Thinking about Friendship

I’ve been thinking a lot about friendships lately. Candy Changs words resonate with me, in her amazing ‘Before I Die’ TED Talk (which if you haven’t watched, I highly recommend): “Two of the most valuable things we have is time and our relationships with each other.” As someone who struggles with feeling that I never have enough time to do what I need to do in a day, Candy Changs words hit me hard. Because sometimes (okay I admit, often), I think that I don’t have time for relationships with others. I struggle with time, with the feeling of not having enough time, and I often put my to-do list ahead of my friendships.

We were invited to my friends sons birthday party last weekend. These are friends that I have known for 20 years – unbelievable if I think about it, I have known them for half of my life. They are pretty much my oldest friends. In the 20 years, we have had times of intense closeness and times apart, and currently, they live far away and we don’t see them very often. But when we do see them, there is magic there, that feeling of joy when you are with someone who has known you for 20 years. We almost didn’t go to the birthday party, because it was far and we had just schlepped to IKEA and back dealing with an annoying furniture mishap. There were excuses, lots of excuses. I was tired. I needed to grocery shop, get ready for the week, etc etc. I thought I didn’t have the time.

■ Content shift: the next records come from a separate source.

// SPDX-License-Identifier: PMPL-1.0-or-later
// Copyright (c) 2026 Jonathan D.A. Jewell (hyperpolymath) <jonathan.jewell@open.ac.uk>
//
// Document — a configured engine paired with a bound, not yet rendered template.

use std::io::Write;
use std::path::Path;

use folio_core::error::{FolioError, Result};
use serde::Serialize;
use serde_json::{Map, Value};
use tracing::{info, instrument};

use crate::engine::RenderEngine;
use crate::template::Template;

/// A document ready to be filled with data and rendered once.
///
/// The engine belongs to this document alone and is consumed by the first
/// successful hand-off of template output; later render calls fail with
/// [`FolioError::AlreadyRendered`].
#[derive(Debug)]
pub struct Document<E, T> {
    engine: Option<E>,
    template: T,
    params: Map<String, Value>,
}

impl<E: RenderEngine, T: Template> Document<E, T> {
    pub fn new(engine: E, template: T) -> Self {
        Self {
            engine: Some(engine),
            template,
            params: Map::new(),
        }
    }

    pub fn template(&self) -> &T {
        &self.template
    }

    pub fn template_mut(&mut self) -> &mut T {
        &mut self.template
    }

    /// The engine, until the document has been rendered.
    pub fn engine(&self) -> Option<&E> {
        self.engine.as_ref()
    }

    pub fn is_rendered(&self) -> bool {
        self.engine.is_none()
    }

    /// Template parameters collected so far.
    pub fn params(&self) -> &Map<String, Value> {
        &self.params
    }

    /// Set one template parameter, replacing any earlier value.
    pub fn set_param(&mut self, name: impl Into<String>, value: impl Into<Value>) -> &mut Self {
        self.params.insert(name.into(), value.into());
        self
    }

    /// Set every field of a serializable struct or map as a parameter.
    pub fn set_params<S: Serialize>(&mut self, data: &S) -> Result<&mut Self> {
        match serde_json::to_value(data)? {
            Value::Object(fields) => {
                self.params.extend(fields);
                Ok(self)
            }
            other => Err(FolioError::Template(format!(
                "template parameters must serialize to an object, got {other}"
            ))),
        }
    }

    /// Template output without touching the engine.
    pub fn render_html(&self) -> Result<String> {
        self.template.render(&Value::Object(self.params.clone()))
    }

    /// Render the template, feed it to the engine, and return the finished bytes.
    ///
    /// If the template fails the engine is left untouched and the document can
    /// be rendered again; once the engine has been given HTML it is spent.
    #[instrument(skip(self))]
    pub fn render(&mut self) -> Result<Vec<u8>> {
        if self.engine.is_none() {
            return Err(FolioError::AlreadyRendered);
        }
        let html = self.render_html()?;
        let mut engine = self.engine.take().ok_or(FolioError::AlreadyRendered)?;
        engine.ingest_html(&html)?;
        let bytes = engine.finalize()?;
        info!(bytes = bytes.len(), "Document rendered");
        Ok(bytes)
    }

    /// Render into `writer`, returning the number of bytes written.
    pub fn write_to<W: Write>(&mut self, writer: &mut W) -> Result<usize> {
        let bytes = self.render()?;
        writer.write_all(&bytes)?;
        Ok(bytes.len())
    }

    /// Render and write the result to `path`.
    #[instrument(skip_all, fields(path = %path.as_ref().display()))]
    pub fn save(&mut self, path: impl AsRef<Path>) -> Result<()> {
        let bytes = self.render()?;
        std::fs::write(path.as_ref(), bytes)?;
        Ok(())
    }
}
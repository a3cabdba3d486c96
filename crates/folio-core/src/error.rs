// SPDX-License-Identifier: PMPL-1.0-or-later
// Copyright (c) 2026 Jonathan D.A. Jewell (hyperpolymath) <jonathan.jewell@open.ac.uk>
//
// Unified error types for Folio.

use std::path::PathBuf;

use thiserror::Error;

/// Top-level error type for all Folio operations.
#[derive(Debug, Error)]
pub enum FolioError {
    // -- Configuration errors --
    #[error("theme '{0}' isn't registered")]
    UnknownTheme(String),

    #[error("invalid options: {0}")]
    InvalidOptions(String),

    #[error("invalid page size: {0}")]
    InvalidPageSize(String),

    #[error("configuration error: {0}")]
    Config(String),

    // -- Asset errors --
    #[error("failed to read {}: {source}", .path.display())]
    Asset {
        path: PathBuf,
        #[source]
        source: std::io::Error,
    },

    #[error("template error: {0}")]
    Template(String),

    #[error("file I/O error: {0}")]
    Io(#[from] std::io::Error),

    #[error("serialization error: {0}")]
    Serialization(#[from] serde_json::Error),

    // -- Rendering errors --
    #[error("render engine error: {0}")]
    Engine(String),

    #[error("document has already been rendered")]
    AlreadyRendered,
}

/// Which tier of the error taxonomy an error belongs to.
#[derive(Debug, Clone, Copy, PartialEq, Eq)]
pub enum ErrorClass {
    /// Deployment or configuration mistake (unknown theme, bad options).
    Configuration,
    /// Theme files could not be read or the template failed.
    Asset,
    /// Raised by the render engine or by misuse of a rendered document.
    Rendering,
}

impl FolioError {
    /// Classify this error. None of the classes are retryable: failures are
    /// deterministic for the same inputs.
    pub fn class(&self) -> ErrorClass {
        match self {
            Self::UnknownTheme(_)
            | Self::InvalidOptions(_)
            | Self::InvalidPageSize(_)
            | Self::Config(_) => ErrorClass::Configuration,
            Self::Asset { .. } | Self::Template(_) | Self::Io(_) | Self::Serialization(_) => {
                ErrorClass::Asset
            }
            Self::Engine(_) | Self::AlreadyRendered => ErrorClass::Rendering,
        }
    }

    /// Shorthand for an [`FolioError::Asset`] error carrying the offending path.
    pub fn asset(path: impl Into<PathBuf>, source: std::io::Error) -> Self {
        Self::Asset {
            path: path.into(),
            source,
        }
    }
}

/// Alias used throughout the codebase.
pub type Result<T> = std::result::Result<T, FolioError>;
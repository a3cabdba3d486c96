// SPDX-License-Identifier: PMPL-1.0-or-later
// Copyright (c) 2026 Jonathan D.A. Jewell (hyperpolymath) <jonathan.jewell@open.ac.uk>
//
// Factory configuration, loaded once at start-up.

use std::collections::BTreeMap;
use std::path::{Path, PathBuf};

use serde::{Deserialize, Serialize};
use tracing::{debug, instrument};

use crate::error::{FolioError, Result};
use crate::fonts::{FontData, FontRegistration};
use crate::options::OptionsOverride;

/// Template variant used when a caller does not name one.
pub const DEFAULT_VARIANT: &str = "default";

fn default_variant() -> String {
    DEFAULT_VARIANT.to_string()
}

/// Everything needed to build a document factory: where themes live, the
/// global option defaults, each theme's overrides, and font registration.
#[derive(Debug, Clone, Serialize, Deserialize)]
#[serde(rename_all = "camelCase", deny_unknown_fields)]
pub struct FactoryConfig {
    /// Root directory holding one sub-directory per theme.
    pub template_dir: PathBuf,
    /// Layered over the built-in option defaults.
    #[serde(default)]
    pub defaults: OptionsOverride,
    /// Theme name to theme-specific overrides.
    #[serde(default)]
    pub themes: BTreeMap<String, OptionsOverride>,
    #[serde(default)]
    pub custom_fonts: FontData,
    #[serde(default)]
    pub custom_font_dirs: Vec<PathBuf>,
    #[serde(default)]
    pub default_font: Option<String>,
    #[serde(default = "default_variant")]
    pub default_variant: String,
}

impl FactoryConfig {
    pub fn new(template_dir: impl Into<PathBuf>) -> Self {
        Self {
            template_dir: template_dir.into(),
            defaults: OptionsOverride::default(),
            themes: BTreeMap::new(),
            custom_fonts: FontData::new(),
            custom_font_dirs: Vec::new(),
            default_font: None,
            default_variant: default_variant(),
        }
    }

    /// Add or replace a theme.
    pub fn with_theme(mut self, name: impl Into<String>, setup: OptionsOverride) -> Self {
        self.themes.insert(name.into(), setup);
        self
    }

    /// Parse a JSON configuration document. Paths are taken as written.
    pub fn from_json_str(json: &str) -> Result<Self> {
        let config: Self = serde_json::from_str(json)
            .map_err(|err| FolioError::Config(err.to_string()))?;
        config.validate()?;
        Ok(config)
    }

    /// Load a JSON configuration file.
    ///
    /// Relative `templateDir` and `customFontDirs` entries are resolved against
    /// the directory containing the file.
    #[instrument(skip_all, fields(path = %path.as_ref().display()))]
    pub fn load(path: impl AsRef<Path>) -> Result<Self> {
        let path = path.as_ref();
        let contents =
            std::fs::read_to_string(path).map_err(|err| FolioError::asset(path, err))?;
        let mut config = Self::from_json_str(&contents)?;

        if let Some(base) = path.parent() {
            config.template_dir = anchor(base, &config.template_dir);
            config.custom_font_dirs = config
                .custom_font_dirs
                .iter()
                .map(|dir| anchor(base, dir))
                .collect();
        }

        debug!(
            template_dir = %config.template_dir.display(),
            themes = config.themes.len(),
            "Loaded factory configuration"
        );
        Ok(config)
    }

    /// Check every option layer and the variant name.
    pub fn validate(&self) -> Result<()> {
        self.defaults.validate()?;
        for (name, setup) in &self.themes {
            if name.trim().is_empty() {
                return Err(FolioError::Config("theme names must not be empty".into()));
            }
            setup
                .validate()
                .map_err(|err| FolioError::Config(format!("theme '{name}': {err}")))?;
        }
        if self.default_variant.trim().is_empty() {
            return Err(FolioError::Config("defaultVariant must not be empty".into()));
        }
        Ok(())
    }

    /// Font data for the factory, fixed for its lifetime.
    pub fn fonts(&self) -> FontRegistration {
        FontRegistration {
            custom_fonts: self.custom_fonts.clone(),
            custom_font_dirs: self.custom_font_dirs.clone(),
            default_font: self.default_font.clone(),
        }
    }
}

fn anchor(base: &Path, path: &Path) -> PathBuf {
    if path.is_absolute() {
        path.to_path_buf()
    } else {
        base.join(path)
    }
}
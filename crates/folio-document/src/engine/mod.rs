// SPDX-License-Identifier: PMPL-1.0-or-later
// Copyright (c) 2026 Jonathan D.A. Jewell (hyperpolymath) <jonathan.jewell@open.ac.uk>
//
// Render engine abstraction.
//
// Folio never rasterises anything itself. An engine takes styled HTML and
// produces the finished document; these traits are the only surface the
// factory and documents rely on.

pub mod preview;

use std::path::{Path, PathBuf};

use folio_core::error::Result;
use folio_core::{FontData, FontRegistration, Margin, Options, PageSize};
use serde_json::{Map, Value};

/// Everything an engine is constructed with.
///
/// Every field is filled from the resolved options and the factory's font
/// registration, so engine output never depends on the engine's own defaults.
#[derive(Debug, Clone, PartialEq)]
pub struct EngineConfig {
    pub page_size: PageSize,
    pub margin: Margin,
    pub image_dpi: u32,
    pub encoding: String,
    pub font_dirs: Vec<PathBuf>,
    pub font_data: FontData,
    pub default_font: Option<String>,
    /// Engine-specific settings from the `extra` option.
    pub extra: Map<String, Value>,
}

impl EngineConfig {
    /// Combine resolved options with font registration and engine built-ins.
    pub fn build(
        options: &Options,
        fonts: &FontRegistration,
        builtin_font_dirs: &[PathBuf],
        builtin_font_data: &FontData,
    ) -> Self {
        Self {
            page_size: options.page_size,
            margin: options.margin,
            image_dpi: options.image_dpi,
            encoding: options.encoding.clone(),
            font_dirs: fonts.font_dirs(builtin_font_dirs),
            font_data: fonts.font_data(builtin_font_data, &options.fonts),
            default_font: fonts.default_font.clone(),
            extra: options.extra.clone(),
        }
    }
}

/// A stateful renderer for one document.
///
/// Styles must be ingested before the HTML they apply to. `finalize` consumes
/// the engine, so an engine produces at most one document.
pub trait RenderEngine {
    /// Directory relative asset references (images, fonts) resolve against.
    fn set_base_path(&mut self, path: &Path);

    /// Fail on malformed or missing images instead of skipping them.
    fn set_show_image_errors(&mut self, enabled: bool);

    /// Register document-level CSS.
    fn ingest_style(&mut self, css: &str) -> Result<()>;

    /// Append HTML body content.
    fn ingest_html(&mut self, html: &str) -> Result<()>;

    /// Produce the finished document.
    fn finalize(self) -> Result<Vec<u8>>;
}

/// Builds engines and reports the fonts an engine ships with.
pub trait EngineFactory {
    type Engine: RenderEngine;

    /// Font directories the engine searches by default.
    fn builtin_font_dirs(&self) -> Vec<PathBuf> {
        Vec::new()
    }

    /// Font families the engine knows by default.
    fn builtin_font_data(&self) -> FontData {
        FontData::new()
    }

    fn create_engine(&self, config: EngineConfig) -> Result<Self::Engine>;
}
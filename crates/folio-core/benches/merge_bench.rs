// SPDX-License-Identifier: PMPL-1.0-or-later
// Copyright (c) 2026 Jonathan D.A. Jewell (hyperpolymath) <jonathan.jewell@open.ac.uk>
//
// Criterion benchmarks for the option merge path in folio-core.
// Every document creation merges theme options with call overrides, so this
// is the per-document hot path before the engine is built.

use criterion::{Criterion, black_box, criterion_group, criterion_main};
use serde_json::json;

use folio_core::{FontFiles, Merge, Options, OptionsOverride};

// ---------------------------------------------------------------------------
// Benchmarks
// ---------------------------------------------------------------------------

/// Merge a realistic call override onto a theme that already carries fonts
/// and engine extras.
fn bench_options_merge(c: &mut Criterion) {
    let theme = Options::default().merge(
        &OptionsOverride::new()
            .margin_left(10.0)
            .font("brand", FontFiles::regular("Brand.ttf").with_bold("Brand-Bold.ttf"))
            .extra("watermark", json!({"text": "DRAFT", "alpha": 0.2})),
    );
    let call = OptionsOverride::new()
        .image_dpi(300)
        .margin_top(15.0)
        .extra("watermark", json!({"alpha": 0.5}));

    c.bench_function("options_merge (theme + call)", |b| {
        b.iter(|| black_box(black_box(&theme).merge(black_box(&call))));
    });
}

criterion_group!(benches, bench_options_merge);
criterion_main!(benches);
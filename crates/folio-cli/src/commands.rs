// SPDX-License-Identifier: PMPL-1.0-or-later
// Copyright (c) 2026 Jonathan D.A. Jewell (hyperpolymath) <jonathan.jewell@open.ac.uk>
//
// Command implementations. Each writes its report to `out`.

use std::io::Write;

use anyhow::{Context, Result};
use folio_core::OptionsOverride;
use folio_document::{DocumentFactory, HtmlPreviewEngineFactory, JinjaTemplateFactory};

use crate::cli::{AssetsArgs, PreviewArgs, ResolveArgs};

pub type PreviewFactory = DocumentFactory<HtmlPreviewEngineFactory, JinjaTemplateFactory>;

fn parse_overrides(json: Option<&str>) -> Result<OptionsOverride> {
    match json {
        Some(json) => OptionsOverride::from_json_str(json).with_context(|| "Invalid --set options"),
        None => Ok(OptionsOverride::default()),
    }
}

pub fn themes<W: Write>(factory: &PreviewFactory, out: &mut W) -> Result<()> {
    let registry = factory.registry();
    if registry.is_empty() {
        writeln!(out, "No themes configured.")?;
        return Ok(());
    }
    for name in registry.names() {
        let options = registry.resolve(name)?;
        writeln!(
            out,
            "{name}\t{}\t{} dpi\t{}",
            options.page_size, options.image_dpi, options.encoding
        )?;
    }
    Ok(())
}

pub fn resolve<W: Write>(factory: &PreviewFactory, args: &ResolveArgs, out: &mut W) -> Result<()> {
    let overrides = parse_overrides(args.overrides.as_deref())?;
    let options = factory.render_options(&args.theme, &overrides)?;
    serde_json::to_writer_pretty(&mut *out, &options)?;
    writeln!(out)?;
    Ok(())
}

pub fn assets<W: Write>(factory: &PreviewFactory, args: &AssetsArgs, out: &mut W) -> Result<()> {
    // surface unknown themes the same way document creation would
    factory.registry().resolve(&args.theme)?;
    let assets = factory.assets(&args.theme, args.variant.as_deref())?;

    writeln!(out, "Theme dir:   {}", assets.theme_dir.display())?;
    writeln!(out, "Template:    {}", assets.template_path.display())?;
    match &assets.stylesheet_path {
        Some(path) => writeln!(out, "Stylesheet:  {}", path.display())?,
        None => writeln!(out, "Stylesheet:  (none)")?,
    }
    Ok(())
}

pub fn preview<W: Write>(factory: &PreviewFactory, args: &PreviewArgs, out: &mut W) -> Result<()> {
    let overrides = parse_overrides(args.overrides.as_deref())?;
    let mut document = factory.create_document(&args.theme, args.variant.as_deref(), &overrides)?;

    if let Some(path) = &args.data {
        let contents = std::fs::read_to_string(path)
            .with_context(|| format!("Failed to read {}", path.display()))?;
        let data: serde_json::Value = serde_json::from_str(&contents)
            .with_context(|| format!("Failed to parse {}", path.display()))?;
        document.set_params(&data)?;
    }

    match &args.output {
        Some(path) => {
            document
                .save(path)
                .with_context(|| format!("Failed to render preview to {}", path.display()))?;
            writeln!(out, "Preview written to {}", path.display())?;
        }
        None => {
            document.write_to(out).with_context(|| "Failed to render preview")?;
        }
    }
    Ok(())
}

Thankfully, we decided to get in the car and go. And I am so thankful we made this decision. It was such a joy to see my friends again, to hug and reconnect. I am so happy that I was present for their experience of celebrating their son turning five. Its amazing that we met as young adults (practically children still!), and now here we are, watching our children running around in a playground.

For me, valuing my relationships means that I need to be present. In this world of increasing distractions, presence is not always so easy. But it is critically important. And for me, presence is practiced and friendships are deepened through good old-fashioned face-to-face conversation. I keep in touch with many friends through Facebook where we comment on each others photos and I get updates on everyones day-to-day experiences of living. Facebook is great for keeping in touch, and seeing snapshots of life. But, I cannot make the mistake of thinking that friendship is developed through Facebook. For me, friendships and relationships deepen by being together, sharing physical space, making eye-contact, listening and sharing, and understanding each other.

And friendship is worth making time for.